Peut-être est-ce cela, finalement, ce que nous cherchons : que la mémoire ne meure pas, et qu’à travers elle, le territoire se raconte à lui-même — à la manière d’une voix intérieure, un peu comme la nôtre, un peu comme Pessoa l’aurait entendue, douce et entêtante.

Blog 19/06

10 secondes sous le soleil

Pendant ces trois jours, on est descendus dans la ville, juste en bas de l’Atelier Média, là où les commerces bordent les trottoirs comme autant de chapitres vivants. On fait de la retape — oui, on l’assume — pour parler du projet. Un documentaire, des fragments de vies, des instants figés. On appelle ça les Pas de commerces. On explique, on sourit, on tend des tracts imaginaires. Et parfois, la magie opère.

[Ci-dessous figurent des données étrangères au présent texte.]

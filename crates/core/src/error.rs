// Central Error Type for the Launcher

use thiserror::Error;

/// Application-level error type
#[derive(Error, Debug)]
pub enum AppError {
    #[error("Domain error: {0}")]
    Domain(#[from] crate::domain::DomainError),

    #[error("IO error: {0}")]
    Io(#[from] std::io::Error),

    #[error("Base directory error: {0}")]
    BaseDir(String),
}

/// Result type alias using AppError
pub type Result<T> = std::result::Result<T, AppError>;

Arrêt sur image : la fromagerie Liz. Au cœur de Carvin. Une boutique à l’ancienne, avec du vrai, du bon, de l’odeur et de la voix. On entre, on raconte. La gérante nous écoute. Elle nous regarde. Puis elle sourit : « Oui, d’accord. Mais pas tout de suite… Faut que je change de tablier. »

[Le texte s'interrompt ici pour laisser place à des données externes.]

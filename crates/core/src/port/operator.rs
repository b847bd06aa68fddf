// Operator Prompt Port
// "Await operator acknowledgment" step, decoupled from the exit-status check

use crate::error::Result;
use async_trait::async_trait;

/// Operator acknowledgment
///
/// Implementations:
/// - StdinPrompt: blocks until the operator presses any key
/// - NoPrompt: returns immediately (scripted / CI contexts)
#[async_trait]
pub trait OperatorPrompt: Send + Sync {
    /// Whether an operator is expected to answer; the prompt text is only shown if true
    fn is_interactive(&self) -> bool;

    /// Block until the operator acknowledges
    async fn acknowledge(&self) -> Result<()>;
}

// ============================================================================
// Mock Implementations for Testing
// ============================================================================

pub mod mocks {
    use super::*;
    use std::sync::{Arc, Mutex};

    /// Mock prompt that records acknowledgments instead of blocking
    pub struct MockOperatorPrompt {
        interactive: bool,
        ack_count: Arc<Mutex<usize>>,
        journal: Option<Arc<Mutex<Vec<String>>>>,
    }

    impl MockOperatorPrompt {
        pub fn new_interactive() -> Self {
            Self {
                interactive: true,
                ack_count: Arc::new(Mutex::new(0)),
                journal: None,
            }
        }
        pub fn new_non_interactive() -> Self {
            Self {
                interactive: false,
                ..Self::new_interactive()
            }
        }
        /// Record an "acknowledge" entry in a shared event journal (ordering tests)
        pub fn with_journal(mut self, journal: Arc<Mutex<Vec<String>>>) -> Self {
            self.journal = Some(journal);
            self
        }
        pub fn ack_count(&self) -> usize {
            *self.ack_count.lock().unwrap()
        }
    }

    #[async_trait]
    impl OperatorPrompt for MockOperatorPrompt {
        fn is_interactive(&self) -> bool {
            self.interactive
        }

        async fn acknowledge(&self) -> Result<()> {
            *self.ack_count.lock().unwrap() += 1;
            if let Some(journal) = &self.journal {
                journal.lock().unwrap().push("acknowledge".to_string());
            }
            Ok(())
        }
    }
}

Elle revient, avec sa fille. Ensemble. Prêtes. Mais doucement. À leur rythme. Elles sortent, passent le pas de la porte. D’abord un peu en retrait, timides face à l’objectif. Puis l’une s’approche. L’autre ne recule pas. Elles se font un câlin. Simple. Fort. Comme un ancrage avant de se laisser regarder.

Et le moment commence.

Dix secondes.

Ne pas bouger.

Malgré les voitures qui passent, les volets qui claquent, la ville qui vit comme elle sait le faire — un peu vite, un peu bruyante.

Malgré la chaleur qui monte, qui s’installe comme un parfum d’été à venir.

Car oui, on le sentait : l’été s’en vient, doucement, et il s’installera comme eux, là, sans prévenir, avec son poids tendre et sa lumière oblique.

Elles tiennent. Ensemble.

Hautes. Dignement. Devant leur boutique, devant leur histoire.

10 secondes.

Un passant s’arrête, plisse les yeux.

6 secondes.

Quelqu’un murmure : « Qu’est-ce qu’ils font, là ? »

4… 3… 2…

Un frisson. Un éclat.

1.

« Coupé. » dit Alexandre.

Et la vie repart. Elles sourient, rentrent, remettent les mains dans la pâte des jours. Mais quelque chose est resté. Suspendu dans l’air. Gravé dans l’instant.

C’était inattendu. C’était simple. C’était beau.

Blog 19/06

Des pas, des rires, des livres

Ce jour-là, à l’Atelier Média, le silence attendait, bien rangé entre les livres. Les rideaux de lumière dessinaient leurs carrés familiers, les fauteuils ne bougeaient pas, et tout semblait prêt pour une visite calme et appliquée. Les classes arrivaient. École La Bruyère, Grande Section de Mme Boutillier. École Aragon, CP de Mme Tomowiak. Petites mains, grands yeux, pas encore très sûrs de savoir s’ils pouvaient courir, parler, ou juste… respirer.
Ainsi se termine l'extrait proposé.